Cleanup is blocked: "Remote site unreachable — metadata sync required"

Symptom: openstack dr operation cleanup fails immediately with a sync error rather than attempting resource deletion.

Likely cause: The cleanup command also updates Protection Group metadata, and metadata sync requires both sites to be reachable. If the peer site is down, the engine blocks the update to prevent metadata divergence.

Fix: Cleanup of source-side resources (Nova VMs and Cinder volumes) only touches the source site. If the peer is temporarily unreachable, wait until it recovers, verify sync status, and retry:

openstack protector protection-group sync-status prod-web-app
openstack protector protection-group sync-force prod-web-app  # once peer is back
openstack dr operation cleanup <operation-id>

Orphaned volumes accumulate across multiple DR cycles

Symptom: After several failover/failback cycles, the source site has many unattached volumes with names matching old Protection Group members.
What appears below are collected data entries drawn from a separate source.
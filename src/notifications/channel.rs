use tokio::sync::broadcast;
use tracing::trace;

use super::ProgressEvent;

/// Fan-out transport for progress events.
pub trait NotificationChannel: Send + Sync {
    fn publish(&self, topic: &str, event: &ProgressEvent);
}

#[derive(Debug, Clone)]
pub struct TopicMessage {
    pub topic: String,
    pub event: ProgressEvent,
}

/// In-process channel backed by a tokio broadcast queue.
///
/// Slow subscribers lag and lose the oldest messages rather than blocking
/// publishers.
pub struct BroadcastChannel {
    sender: broadcast::Sender<TopicMessage>,
}

impl BroadcastChannel {
    pub fn new(capacity: usize) -> Self {
        let (sender, _) = broadcast::channel(capacity);
        Self { sender }
    }

    pub fn subscribe(&self) -> broadcast::Receiver<TopicMessage> {
        self.sender.subscribe()
    }

    pub fn subscriber_count(&self) -> usize {
        self.sender.receiver_count()
    }
}

impl Default for BroadcastChannel {
    fn default() -> Self {
        Self::new(1024)
    }
}

impl NotificationChannel for BroadcastChannel {
    fn publish(&self, topic: &str, event: &ProgressEvent) {
        let message = TopicMessage {
            topic: topic.to_string(),
            event: event.clone(),
        };
        // No subscribers is not an error.
        if self.sender.send(message).is_err() {
            trace!("No subscribers for {}", topic);
        }
    }
}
Quota is being consumed.

Likely cause: Repeated cleanup failures (due to timeouts or API errors) were not addressed after each cycle, and retain_source_volumes_on_failover may be set to true.

Fix: List all operations for the Protection Group and run cleanup against each completed operation that has non-empty steps_failed:

openstack dr operation list --protection-group prod-web-app

For each operation with failures:

openstack dr operation cleanup <operation-id>

This is safe to run against older completed operations — resources already deleted are skipped. After all cleanup passes complete, audit remaining volumes:

openstack volume list --status available  # on source site

Any volumes not associated with an active Protection Group member can be deleted manually after confirming they are not in use.